Hace casi diez años nacía Instagram, una red social que se usaba como plataforma para mostrar fotos a tu familia o amigos, algunos filtros entretenidos, crear una foto vintage, algún que otro marco de diapositiva y compartir. Rápidamente, responsables de las industrias del marketing y la publicidad vieron un potencial sobre su plataforma y comprendieron el verdadero poder de Instagram: la red no te “mostraba” la vida de tus contactos, sino que las comercializaba. A medida que el tiempo pasaba, los usuarios alimentaban la red aparentando cierto status, cierta felicidad que era digna de cualquier comercial publicitario: Instagram se había convertido en un showroom de vidas ficticias y eso vendía. Su crecimiento fue tan exponencial que Facebook compró la plataforma para potenciarla aún más.
Pero hoy no vamos a extendernos en grandes compras millonarias o manejos del mercado tecnológico, vamos a ir un poco más en profundidad porque el uso de Instagram no solo cambió muchas técnicas de marketing, también creo el problema de exhibir sólo lo perfecto, y le digo problema porque sus usuarios comenzaron a sentir la presión de ser “perfectos” y por el otro lado alimentar esa efímera fama que sube y baja tan rápido, tan rápido como el mundo de las redes sociales se transforma.
Sus usuarios publican pequeños detalles de sus vidas privadas y previamente entran en el proceso de edición, elegir el filtro perfecto, el encuadre ideal, ajustar el contraste para generar mayor cantidad de likes, agregar la ubicación, agregar amigos, y, por último: los hashtags. Ese ritual para la publicación de contenido puede llevar entre 3 y 10 minutos (si hablamos de videos) y muy probablemente sea para un material que va a estar publicado para tus contactos por 24hs. O bien publicaron la foto/video en tu línea de tiempo y que públicamente vean todos sus comentarios o interacciones.

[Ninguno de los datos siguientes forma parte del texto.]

//! Deterministic demonstration data and idempotent file provisioning
//!
//! When a dataset file is absent the fixed rows below are written in its
//! place. Existing files are never touched, so repeated provisioning leaves
//! contents and row counts unchanged. Synthesis is the recovery path for
//! *absent* files only; malformed files always fail the load.

use crate::error::PensionResult;
use crate::records::{
    Affiliate, EducationLevel, Fund, FundKind, MaritalStatus, PensionProjection, RiskLevel,
    Transaction, TransactionKind,
};
use chrono::NaiveDate;
use log::info;
use std::path::Path;

/// Fixed 10-row affiliate demonstration set
pub fn demo_affiliates() -> Vec<Affiliate> {
    use EducationLevel::{HighSchool, University};
    use FundKind::{Balanced, Conservative, Growth};
    use MaritalStatus::{Divorced, Married, Single};
    use RiskLevel::{High, Low, Medium};

    let rows = [
        (1, "Juan Perez", 45, 25_000.0, 15, Married, 2, University, Medium, Balanced),
        (2, "Maria Garcia", 38, 32_000.0, 10, Single, 0, University, Low, Growth),
        (3, "Carlos Lopez", 52, 18_000.0, 28, Married, 3, University, High, Conservative),
        (4, "Ana Martinez", 29, 28_000.0, 5, Single, 0, University, Low, Growth),
        (5, "Luis Ramirez", 60, 15_000.0, 35, Married, 1, University, High, Conservative),
        (6, "Sofia Diaz", 41, 38_000.0, 18, Divorced, 2, University, Medium, Balanced),
        (7, "Jorge Cruz", 35, 42_000.0, 12, Single, 0, University, Low, Growth),
        (8, "Patricia Ruiz", 48, 29_000.0, 22, Married, 3, HighSchool, Medium, Balanced),
        (9, "Fernando Vazquez", 55, 21_000.0, 30, Married, 2, HighSchool, High, Conservative),
        (10, "Adriana Soto", 33, 35_000.0, 8, Single, 1, HighSchool, Low, Growth),
    ];

    rows.into_iter()
        .map(
            |(id, name, age, salary, years, marital, children, education, risk, fund)| Affiliate {
                id,
                name: name.to_string(),
                age,
                monthly_salary: salary,
                years_contributed: years,
                marital_status: marital,
                children,
                education,
                insufficiency_risk: risk,
                current_fund: fund,
            },
        )
        .collect()
}

/// Fixed projection set matching the demonstration affiliates 1:1
pub fn demo_projections() -> Vec<PensionProjection> {
    let rows = [
        (1, 12_500.0, 14_500.0, 10_500.0, "Increase by 2000 monthly"),
        (2, 18_000.0, 21_000.0, 15_000.0, "Maintain current contribution"),
        (3, 8_500.0, 9_500.0, 7_500.0, "Increase by 3000 monthly"),
        (4, 22_000.0, 25_000.0, 19_000.0, "Maintain current contribution"),
        (5, 7_000.0, 8_000.0, 6_000.0, "Increase by 2500 monthly"),
        (6, 16_000.0, 18_500.0, 13_500.0, "Increase by 1000 monthly"),
        (7, 24_000.0, 27_500.0, 20_500.0, "Maintain current contribution"),
        (8, 13_500.0, 15_500.0, 11_500.0, "Increase by 1500 monthly"),
        (9, 9_000.0, 10_500.0, 7_500.0, "Increase by 3000 monthly"),
        (10, 19_500.0, 22_500.0, 16_500.0, "Maintain current contribution"),
    ];

    rows.into_iter()
        .map(|(id, base, optimistic, pessimistic, advice)| PensionProjection {
            affiliate_id: id,
            retirement_age: 65,
            base_pension: base,
            optimistic_pension: optimistic,
            pessimistic_pension: pessimistic,
            recommendation: advice.to_string(),
        })
        .collect()
}

/// Fixed three-row fund catalog
pub fn demo_funds() -> Vec<Fund> {
    vec![
        Fund {
            kind: FundKind::Conservative,
            annual_return_pct: 4.5,
            risk: RiskLevel::Low,
            annual_fee_pct: 0.8,
            recommended_profile: "Near retirement".to_string(),
            five_year_return_pct: 24.6,
        },
        Fund {
            kind: FundKind::Balanced,
            annual_return_pct: 6.8,
            risk: RiskLevel::Medium,
            annual_fee_pct: 1.2,
            recommended_profile: "Medium horizon".to_string(),
            five_year_return_pct: 39.1,
        },
        Fund {
            kind: FundKind::Growth,
            annual_return_pct: 8.2,
            risk: RiskLevel::High,
            annual_fee_pct: 1.5,
            recommended_profile: "Long horizon".to_string(),
            five_year_return_pct: 48.3,
        },
    ]
}

/// Fixed 10-row voluntary contribution log
///
/// Affiliate 1 has two identical contributions (the never-flagged outlier
/// case), affiliate 10 has none.
pub fn demo_transactions() -> Vec<Transaction> {
    let rows = [
        (1, (2024, 1, 15), 2_500.0),
        (1, (2024, 2, 18), 2_500.0),
        (2, (2024, 1, 20), 1_500.0),
        (3, (2024, 1, 10), 1_000.0),
        (4, (2024, 2, 5), 3_000.0),
        (5, (2024, 1, 22), 800.0),
        (6, (2024, 2, 28), 2_000.0),
        (7, (2024, 1, 30), 1_800.0),
        (8, (2024, 2, 12), 1_200.0),
        (9, (2024, 1, 8), 900.0),
    ];

    rows.into_iter()
        .filter_map(|(id, (y, m, d), amount)| {
            NaiveDate::from_ymd_opt(y, m, d).map(|date| Transaction {
                affiliate_id: id,
                date,
                amount,
                kind: TransactionKind::Contribution,
                concept: "Voluntary".to_string(),
            })
        })
        .collect()
}

fn write_affiliates(path: &Path) -> PensionResult<()> {
    let mut writer = csv::Writer::from_path(path)?;
    writer.write_record([
        "id",
        "name",
        "age",
        "monthly_salary",
        "years_contributed",
        "marital_status",
        "children",
        "education",
        "insufficiency_risk",
        "current_fund",
    ])?;
    for a in demo_affiliates() {
        writer.write_record([
            a.id.to_string(),
            a.name,
            a.age.to_string(),
            a.monthly_salary.to_string(),
            a.years_contributed.to_string(),
            a.marital_status.as_str().to_string(),
            a.children.to_string(),
            a.education.as_str().to_string(),
            a.insufficiency_risk.as_str().to_string(),
            a.current_fund.as_str().to_string(),
        ])?;
    }
    writer.flush()?;
    Ok(())
}

fn write_projections(path: &Path) -> PensionResult<()> {
    let mut writer = csv::Writer::from_path(path)?;
    writer.write_record([
        "affiliate_id",
        "retirement_age",
        "base_projected_pension",
        "optimistic_projection",
        "pessimistic_projection",
        "contribution_recommendation",
    ])?;
    for p in demo_projections() {
        writer.write_record([
            p.affiliate_id.to_string(),
            p.retirement_age.to_string(),
            p.base_pension.to_string(),
            p.optimistic_pension.to_string(),
            p.pessimistic_pension.to_string(),
            p.recommendation,
        ])?;
    }
    writer.flush()?;
    Ok(())
}

fn write_funds(path: &Path) -> PensionResult<()> {
    let mut writer = csv::Writer::from_path(path)?;
    writer.write_record([
        "name",
        "annual_return_pct",
        "risk_level",
        "annual_fee_pct",
        "recommended_profile",
        "five_year_return_pct",
    ])?;
    for f in demo_funds() {
        writer.write_record([
            f.kind.as_str().to_string(),
            f.annual_return_pct.to_string(),
            f.risk.as_str().to_string(),
            f.annual_fee_pct.to_string(),
            f.recommended_profile,
            f.five_year_return_pct.to_string(),
        ])?;
    }
    writer.flush()?;
    Ok(())
}

fn write_transactions(path: &Path) -> PensionResult<()> {
    let mut writer = csv::Writer::from_path(path)?;
    writer.write_record(["affiliate_id", "date", "amount", "type", "concept"])?;
    for t in demo_transactions() {
        writer.write_record([
            t.affiliate_id.to_string(),
            t.date.to_string(),
            t.amount.to_string(),
            t.kind.as_str().to_string(),
            t.concept,
        ])?;
    }
    writer.flush()?;
    Ok(())
}

/// Write demonstration rows for every dataset file absent from `dir`
///
/// Creates the directory when needed. Existing files keep their contents.
pub fn provision<P: AsRef<Path>>(dir: P) -> PensionResult<()> {
    let dir = dir.as_ref();
    std::fs::create_dir_all(dir)?;

    let tables: [(&str, fn(&Path) -> PensionResult<()>); 4] = [
        (super::AFFILIATES_FILE, write_affiliates),
        (super::PROJECTIONS_FILE, write_projections),
        (super::FUNDS_FILE, write_funds),
        (super::TRANSACTIONS_FILE, write_transactions),
    ];

    for (file, write) in tables {
        let path = dir.join(file);
        if path.exists() {
            continue;
        }
        info!("synthesizing demonstration data: {}", path.display());
        write(&path)?;
    }

    Ok(())
}

#[cfg(test)]
mod tests {
    use super::*;
    use crate::dataset::loader;

    fn scratch_dir(name: &str) -> std::path::PathBuf {
        let dir = std::env::temp_dir().join(format!("pension_seed_{}_{}", name, std::process::id()));
        let _ = std::fs::remove_dir_all(&dir);
        dir
    }

    #[test]
    fn test_demo_row_counts() {
        assert_eq!(demo_affiliates().len(), 10);
        assert_eq!(demo_projections().len(), 10);
        assert_eq!(demo_funds().len(), 3);
        assert_eq!(demo_transactions().len(), 10);
    }

    #[test]
    fn test_provisioned_files_round_trip() {
        let dir = scratch_dir("round_trip");
        provision(&dir).unwrap();

        let affiliates = loader::load_affiliates(dir.join(super::super::AFFILIATES_FILE)).unwrap();
        assert_eq!(affiliates.len(), 10);
        assert_eq!(affiliates[4].name, "Luis Ramirez");
        assert_eq!(affiliates[4].age, 60);

        let transactions =
            loader::load_transactions(dir.join(super::super::TRANSACTIONS_FILE)).unwrap();
        assert_eq!(transactions.len(), 10);
        assert_eq!(transactions[0].amount, 2500.0);

        std::fs::remove_dir_all(&dir).unwrap();
    }

    #[test]
    fn test_provision_is_idempotent() {
        let dir = scratch_dir("idempotent");
        provision(&dir).unwrap();

        let path = dir.join(super::super::AFFILIATES_FILE);
        let first = std::fs::read_to_string(&path).unwrap();

        // A second provisioning pass must not rewrite existing files
        provision(&dir).unwrap();
        let second = std::fs::read_to_string(&path).unwrap();
        assert_eq!(first, second);

        // Nor may it clobber files the operator has edited
        std::fs::write(&path, "id,name\n99,Edited\n").unwrap();
        provision(&dir).unwrap();
        assert_eq!(std::fs::read_to_string(&path).unwrap(), "id,name\n99,Edited\n");

        std::fs::remove_dir_all(&dir).unwrap();
    }
}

El tiempo y esfuerzo que se dedica en la publicación tiene su recompensa: los me gusta. Ese corazoncito que recibe tu foto, tu cerebro lo reconoce como una recompensa y la sensación es tan satisfactoria que tu cerebro pide más, ya vas a pensar cuál va a ser tu próxima publicación.
Al minuto de tomar una droga, beber alcohol, o fumar un cigarrillo, el cerebro genera dopamina que es un químico asociado con el placer, recibir un like, o ver que tu historia tiene muchas vistas también genera placer y dopamina, pero el hecho de que no está garantizado que tu posteo vaya a tener la reacción que vos esperas te lleva al terreno de lo impredecible… Si se supiera que por cada publicación vas a tener 100 likes, Instagram se volvería bastante aburrido rápidamente. Otro nivel está en poder ver quién te dio ese like, ¿Fue un amigo tuyo? ¿Un conocido? ¿Amigo de un amigo? ¿O un auténtico desconocido que llegó por medio de un hashtag?.
A la adicción que genera la red, hay que sumarle el síndrome FOMO (fear of missing out) que es la angustia que sienten sus usuarios al estar desconectados, pensando que se están perdiendo de algo que está pasando en este instante, contenidos tan efímeros y volátiles que si llegas tarde no lo vas a volver a ver más. Es todo tan inmediato que irse a dormir puede ser una pérdida de tiempo, ¿Cuánta gente, apenas se despierta, lo primero que hace es ver sus redes?
El abuso de redes sociales hace que sus usuarios sean más propensos a sufrir problemas de salud mental, angustia o síntomas de ansiedad, escenarios recientes donde los investigadores y especialistas están ideando técnicas para aplacar estos problemas.
“El fumar mata” dice el paquete de cigarrillos que ves exhibido en kiosco, “Prohibida su venta para menores de 18 años”, dicen las publicidades de bebidas alcohólicas. ¿En breve sería muy insensato pedir a las empresas propietarias de las redes que implementen medidas como avisos o advertencias en sus aplicaciones para evitar que esto ocurra?.